Pathology Section, Dubai Hospital, Dubai, UAE.
Cytology Unit, Dubai Hospital, Dubai, UAE.
Diagn Cytopathol. 2024 Dec;52(12):E279-E285. doi: 10.1002/dc.25399. Epub 2024 Aug 27.
Sarcomatous serous effusions are uncommon and diagnostically challenging. Dedifferentiated and pleomorphic liposarcomas are rare tumors in pleural effusions revealing highly pleomorphic tumor cells mimicking carcinoma, mesothelioma, melanoma, and other sarcomas. Hematothoracic effusions further complicate the cytologic diagnosis. Correct cytologic recognition is important. We report pleomorphic liposarcoma cytologically detected in effusion fluid in a 56-year-old man who presented with a massive unilateral pleural effusion. ThinPrep showed hemorrhagic effusion fluid characterized by lysed red blood cells, foamy macrophages, and siderophages intermixed with highly pleomorphic predominantly naked mononuclear and giant nuclei. The aggregated siderophages and vacuolated macrophages could be mistaken for tumor cells, whereas the bare nuclei may be missed as nonspecific degenerate changes. Cellblock sections showed highly pleomorphic mononuclear and multinucleated giant tumor cells with diagnostic lipoblasts, intermixed with foamy macrophages and siderophages. Cellblock immunocytochemistry showed staining for vimentin and S-100 protein in the tumor cells. Other lineage-specific immunomarkers were negative. CD68 and calretinin revealed frequent background macrophages and scarce mesothelial cells. The tumor cells were negative for MDM2 and CDK4. The entertained cytopathologic diagnosis was pleomorphic liposarcoma. Core needle biopsy was procured from the mass. The histopathologic features and immunoprofile of the tissue specimen matched the cytopathologic and immunocytochemical findings confirming the cytologic diagnosis of pleomorphic liposarcoma. Pleomorphic liposarcoma is an unexpected cytologically challenging finding in effusions, particularly when compounded by pitfalls introduced by hemosiderotic fluid. Attention to certain cytologic clues mitigate pitfalls. Cellblock is a valuable diagnostic tool when integrated with relevant negative and positive immunocytochemical markers.
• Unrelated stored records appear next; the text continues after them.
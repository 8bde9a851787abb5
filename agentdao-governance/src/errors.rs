use thiserror::Error;

use agentdao_ledger::{PaymentError, VerifyFailure};

use crate::agent::AgentId;
use crate::proposals::ProposalId;

/// Why a governance action was refused.
///
/// Precondition variants are raised before any payment is requested;
/// `Payment` and `Verification` mean the action was attempted and nothing
/// in the DAO changed.
#[derive(Debug, Clone, Error, PartialEq, Eq)]
pub enum GovernanceError {
    #[error("Agent {0} is not a DAO member")]
    NotMember(AgentId),

    #[error("Agent {0} is already a DAO member")]
    AlreadyMember(AgentId),

    #[error("Proposal #{0} does not exist")]
    ProposalNotFound(ProposalId),

    #[error("Proposal #{0} is not active")]
    NotActive(ProposalId),

    #[error("Agent {agent} has already voted on proposal #{proposal}")]
    DuplicateVote { proposal: ProposalId, agent: AgentId },

    #[error("Payment failed: {0}")]
    Payment(#[from] PaymentError),

    #[error("Payment verification failed: {0}")]
    Verification(#[from] VerifyFailure),

    #[error("Insufficient treasury funds: {available} lamports available, {requested} requested")]
    InsufficientFunds { available: u64, requested: u64 },
}

impl GovernanceError {
    /// True for refusals that never reached the payment layer.
    pub fn is_precondition(&self) -> bool {
        matches!(
            self,
            GovernanceError::NotMember(_)
                | GovernanceError::AlreadyMember(_)
                | GovernanceError::ProposalNotFound(_)
                | GovernanceError::NotActive(_)
                | GovernanceError::DuplicateVote { .. }
        )
    }
}
use std::collections::{BTreeMap, HashMap};
use std::fmt;

use chrono::{DateTime, Utc};
use serde::{Deserialize, Serialize};

use agentdao_common::utils::amount::as_sol;
use agentdao_ledger::PaymentId;

use crate::agent::AgentId;
use crate::errors::GovernanceError;

pub type ProposalId = u64;

#[derive(Debug, Clone, Copy, PartialEq, Eq, Hash, Serialize, Deserialize)]
#[serde(rename_all = "lowercase")]
pub enum VoteChoice {
    For,
    Against,
}

impl fmt::Display for VoteChoice {
    fn fmt(&self, f: &mut fmt::Formatter<'_>) -> fmt::Result {
        match self {
            VoteChoice::For => f.write_str("for"),
            VoteChoice::Against => f.write_str("against"),
        }
    }
}

#[derive(Debug, Clone, Copy, PartialEq, Eq, Hash, Serialize, Deserialize)]
#[serde(rename_all = "lowercase")]
pub enum ProposalStatus {
    Active,
    Passed,
    Rejected,
    Failed,
}

impl ProposalStatus {
    pub fn is_terminal(&self) -> bool {
        !matches!(self, ProposalStatus::Active)
    }
}

#[derive(Debug, Clone, PartialEq, Eq)]
pub struct VoteRecord {
    pub choice: VoteChoice,
    pub power: u64,
    pub timestamp: DateTime<Utc>,
}

#[derive(Debug, Clone)]
pub struct Proposal {
    pub id: ProposalId,
    pub title: String,
    pub description: String,
    pub creator: AgentId,
    pub creator_name: String,
    pub requested_amount: u64,
    pub status: ProposalStatus,
    pub votes_for: u64,
    pub votes_against: u64,
    pub votes: HashMap<AgentId, VoteRecord>,
    voter_order: Vec<AgentId>,
    /// Total member voting power when the proposal was created.
    pub power_snapshot: u64,
    pub created_at: DateTime<Utc>,
    pub executed_at: Option<DateTime<Utc>>,
    /// Payout request whose transfer has settled but whose effects are not applied yet.
    pub payout_payment: Option<PaymentId>,
}

impl Proposal {
    pub fn total_votes(&self) -> u64 {
        self.votes_for + self.votes_against
    }

    pub fn has_voted(&self, agent: &AgentId) -> bool {
        self.votes.contains_key(agent)
    }

    /// Voter ids in the order the votes were cast.
    pub fn voters(&self) -> &[AgentId] {
        &self.voter_order
    }

    pub fn summary(&self) -> ProposalSummary {
        ProposalSummary {
            id: self.id,
            number: self.id,
            creator_name: self.creator_name.clone(),
            title: self.title.clone(),
            description: self.description.clone(),
            requested_amount: self.requested_amount,
            votes_for: self.votes_for,
            votes_against: self.votes_against,
            voters: self.voter_order.clone(),
            status: self.status,
            created_at: self.created_at,
        }
    }
}

#[derive(Debug, Clone, PartialEq, Serialize, Deserialize)]
#[serde(rename_all = "camelCase")]
pub struct ProposalSummary {
    pub id: ProposalId,
    pub number: ProposalId,
    pub creator_name: String,
    pub title: String,
    pub description: String,
    #[serde(with = "as_sol")]
    pub requested_amount: u64,
    #[serde(with = "as_sol")]
    pub votes_for: u64,
    #[serde(with = "as_sol")]
    pub votes_against: u64,
    pub voters: Vec<AgentId>,
    pub status: ProposalStatus,
    pub created_at: DateTime<Utc>,
}

/// Proposals keyed by their sequence number.
#[derive(Debug, Clone)]
pub struct ProposalStore {
    proposals: BTreeMap<ProposalId, Proposal>,
    last_id: ProposalId,
}

impl Default for ProposalStore {
    fn default() -> Self {
        Self::new()
    }
}

impl ProposalStore {
    pub fn new() -> Self {
        Self { proposals: BTreeMap::new(), last_id: 0 }
    }

    /// Opens a new `active` proposal under the next sequence number (first is 1).
    #[allow(clippy::too_many_arguments)]
    pub fn create(
        &mut self,
        creator: AgentId,
        creator_name: impl Into<String>,
        title: impl Into<String>,
        description: impl Into<String>,
        requested_amount: u64,
        power_snapshot: u64,
        created_at: DateTime<Utc>,
    ) -> &Proposal {
        self.last_id += 1;
        let id = self.last_id;
        self.proposals.entry(id).or_insert(Proposal {
            id,
            title: title.into(),
            description: description.into(),
            creator,
            creator_name: creator_name.into(),
            requested_amount,
            status: ProposalStatus::Active,
            votes_for: 0,
            votes_against: 0,
            votes: HashMap::new(),
            voter_order: Vec::new(),
            power_snapshot,
            created_at,
            executed_at: None,
            payout_payment: None,
        })
    }

    /// Checks that `agent` may still vote on proposal `id`.
    pub fn ensure_can_vote(&self, id: ProposalId, agent: &AgentId) -> Result<(), GovernanceError> {
        let proposal = self.proposals.get(&id).ok_or(GovernanceError::ProposalNotFound(id))?;
        if proposal.status.is_terminal() {
            return Err(GovernanceError::NotActive(id));
        }
        if proposal.has_voted(agent) {
            return Err(GovernanceError::DuplicateVote { proposal: id, agent: agent.clone() });
        }
        Ok(())
    }

    /// Adds `power` to the chosen side. At most one vote per agent.
    pub fn record_vote(
        &mut self,
        id: ProposalId,
        agent: &AgentId,
        choice: VoteChoice,
        power: u64,
        timestamp: DateTime<Utc>,
    ) -> Result<&Proposal, GovernanceError> {
        self.ensure_can_vote(id, agent)?;
        let proposal = self.proposals.get_mut(&id).ok_or(GovernanceError::ProposalNotFound(id))?;

        match choice {
            VoteChoice::For => proposal.votes_for += power,
            VoteChoice::Against => proposal.votes_against += power,
        }
        proposal.votes.insert(agent.clone(), VoteRecord { choice, power, timestamp });
        proposal.voter_order.push(agent.clone());
        Ok(&*proposal)
    }

    /// Moves an active proposal to a terminal status. One-way.
    pub fn finalize(
        &mut self,
        id: ProposalId,
        status: ProposalStatus,
        executed_at: Option<DateTime<Utc>>,
    ) -> Result<&Proposal, GovernanceError> {
        let proposal = self.proposals.get_mut(&id).ok_or(GovernanceError::ProposalNotFound(id))?;
        if proposal.status.is_terminal() || !status.is_terminal() {
            return Err(GovernanceError::NotActive(id));
        }
        proposal.status = status;
        proposal.executed_at = executed_at;
        Ok(&*proposal)
    }

    /// Remembers the settled payout of an active proposal so a retried
    /// execution re-verifies it instead of paying again.
    pub fn record_payout(&mut self, id: ProposalId, payment: PaymentId) -> Result<(), GovernanceError> {
        let proposal = self.proposals.get_mut(&id).ok_or(GovernanceError::ProposalNotFound(id))?;
        if proposal.status.is_terminal() {
            return Err(GovernanceError::NotActive(id));
        }
        proposal.payout_payment = Some(payment);
        Ok(())
    }

    pub fn get(&self, id: ProposalId) -> Option<&Proposal> {
        self.proposals.get(&id)
    }

    pub fn has_voted(&self, id: ProposalId, agent: &AgentId) -> bool {
        self.proposals.get(&id).map(|p| p.has_voted(agent)).unwrap_or(false)
    }

    /// All proposals by ascending id.
    pub fn list(&self) -> Vec<&Proposal> {
        self.proposals.values().collect()
    }

    pub fn len(&self) -> usize {
        self.proposals.len()
    }

    pub fn is_empty(&self) -> bool {
        self.proposals.is_empty()
    }

    pub fn count_by_status(&self, status: ProposalStatus) -> usize {
        self.proposals.values().filter(|p| p.status == status).count()
    }
}
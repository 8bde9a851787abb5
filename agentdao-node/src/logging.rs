use std::any::Any;
use std::fs::OpenOptions;
use std::io::Write;
use std::path::{Path, PathBuf};

use tracing::error;
use tracing_appender::non_blocking::WorkerGuard;
use tracing_subscriber::prelude::*;

/// `crash.log` in the directory that holds `audit_log`.
pub fn crash_log_path(audit_log: impl AsRef<Path>) -> PathBuf {
    match audit_log.as_ref().parent() {
        Some(parent) if !parent.as_os_str().is_empty() => parent.join("crash.log"),
        _ => PathBuf::from("crash.log"),
    }
}

fn panic_message(payload: &(dyn Any + Send)) -> &str {
    if let Some(s) = payload.downcast_ref::<&'static str>() {
        *s
    } else if let Some(s) = payload.downcast_ref::<String>() {
        s.as_str()
    } else {
        "non-string panic payload"
    }
}

fn crash_line(thread: &str, message: &str, location: &str) -> String {
    format!("{} CRASH in thread '{}': {} {}\n", chrono::Utc::now().to_rfc3339(), thread, message, location)
}

/// Reports panics on stderr, through tracing and appended to `crash_log`.
///
/// A panic inside a spawned simulation task does not bring the node down,
/// so every one is kept rather than only the last.
pub fn install_panic_hook(crash_log: PathBuf) {
    std::panic::set_hook(Box::new(move |info| {
        let message = panic_message(info.payload());
        let location = match info.location() {
            Some(l) => format!("at {}:{}:{}", l.file(), l.line(), l.column()),
            None => "at unknown location".to_string(),
        };
        let thread = std::thread::current();
        let line = crash_line(thread.name().unwrap_or("unnamed"), message, &location);

        eprint!("{}", line);
        error!("💥 panic: {} {}", message, location);
        if let Some(dir) = crash_log.parent() {
            let _ = std::fs::create_dir_all(dir);
        }
        if let Ok(mut file) = OpenOptions::new().create(true).append(true).open(&crash_log) {
            let _ = file.write_all(line.as_bytes());
        }
    }));
}

/// Events from the governance and payment crates land in the audit file.
fn is_audit_target(target: &str) -> bool {
    target.starts_with("agentdao_governance") || target.starts_with("agentdao_ledger")
}

/// Installs the stdout and audit file layers.
///
/// The returned guard flushes the audit file on drop; keep it alive for the
/// lifetime of the process.
pub fn init_logging(audit_log: impl AsRef<Path>) -> std::io::Result<WorkerGuard> {
    let audit_log = audit_log.as_ref();
    let dir = match audit_log.parent() {
        Some(parent) if !parent.as_os_str().is_empty() => parent,
        _ => Path::new("."),
    };
    std::fs::create_dir_all(dir)?;
    let file_name = audit_log
        .file_name()
        .map(|n| n.to_os_string())
        .unwrap_or_else(|| "audit.log".into());

    let file_appender = tracing_appender::rolling::never(dir, file_name);
    let (non_blocking, guard) = tracing_appender::non_blocking(file_appender);

    let audit_layer = tracing_subscriber::fmt::layer()
        .with_writer(non_blocking)
        .with_ansi(false)
        .with_filter(tracing_subscriber::filter::filter_fn(|metadata| {
            is_audit_target(metadata.target())
        }));

    let stdout_layer = tracing_subscriber::fmt::layer().with_filter(
        tracing_subscriber::EnvFilter::try_from_default_env()
            .unwrap_or_else(|_| "info,agentdao=debug".into()),
    );

    tracing_subscriber::registry()
        .with(audit_layer)
        .with(stdout_layer)
        .init();

    Ok(guard)
}
//! Payment-gated governance for an agent DAO.
//!
//! Joining, proposing, voting and payouts are each authorized by an x402
//! payment settled through the [`agentdao_ledger::PaymentLedger`] before the
//! [`GovernanceEngine`] touches any state.

pub mod agent;
pub mod engine;
pub mod errors;
pub mod evaluator;
pub mod events;
pub mod membership;
pub mod proposals;
pub mod treasury;
pub mod views;

pub use agent::{Agent, AgentId, AgentSummary};
pub use engine::{ExecutionOutcome, GovernanceConfig, GovernanceEngine, ShortfallPolicy};
pub use errors::GovernanceError;
pub use evaluator::{QuorumBase, QuorumEvaluator, QuorumPolicy, Verdict};
pub use events::{DaoEvent, TallyView};
pub use membership::{Member, MemberSummary, MembershipRegistry};
pub use proposals::{Proposal, ProposalId, ProposalStatus, ProposalStore, ProposalSummary, VoteChoice, VoteRecord};
pub use treasury::Treasury;
pub use views::{DaoSnapshot, DaoStats};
肉瘤性浆液性渗出物并不常见,诊断具有挑战性。去分化和多形性脂肪肉瘤是胸膜渗出物中罕见的肿瘤,其表现为高度多形性的肿瘤细胞,类似于癌、间皮瘤、黑色素瘤和其他肉瘤。血性胸腔积液进一步使细胞学诊断复杂化。正确的细胞学识别很重要。我们报告了一例 56 岁男性的病例,他因大量单侧胸腔积液就诊,细胞学检测到多形性脂肪肉瘤。ThinPrep 显示血性胸腔积液,特点是裂解的红细胞、泡沫状巨噬细胞和含铁血黄素细胞混合存在,高度多形性,主要为裸露的单核和巨核细胞。聚集的含铁血黄素细胞和空泡状巨噬细胞可能被误认为肿瘤细胞,而裸露的细胞核可能被误认为非特异性退行性改变。细胞块切片显示高度多形性的单核和多核巨细胞,伴有诊断性的脂肪母细胞,混合有泡沫状巨噬细胞和含铁血黄素细胞。细胞块免疫细胞化学显示肿瘤细胞表达波形蛋白和 S-100 蛋白。其他谱系特异性免疫标志物为阴性。CD68 和钙视网膜蛋白显示经常出现背景巨噬细胞和罕见的间皮细胞。肿瘤细胞对 MDM2 和 CDK4 呈阴性。提出的细胞学诊断为多形性脂肪肉瘤。从肿块中获得了芯针活检。组织标本的组织病理学特征和免疫表型与细胞病理学和免疫细胞化学发现相匹配,证实了多形性脂肪肉瘤的细胞学诊断。多形性脂肪肉瘤是一种意想不到的具有挑战性的细胞学渗出物发现,特别是在富含铁血黄素的液体引入陷阱时。注意某些细胞学线索可以减轻陷阱。当与相关的阴性和阳性免疫细胞化学标志物相结合时,细胞块是一种有价值的诊断工具。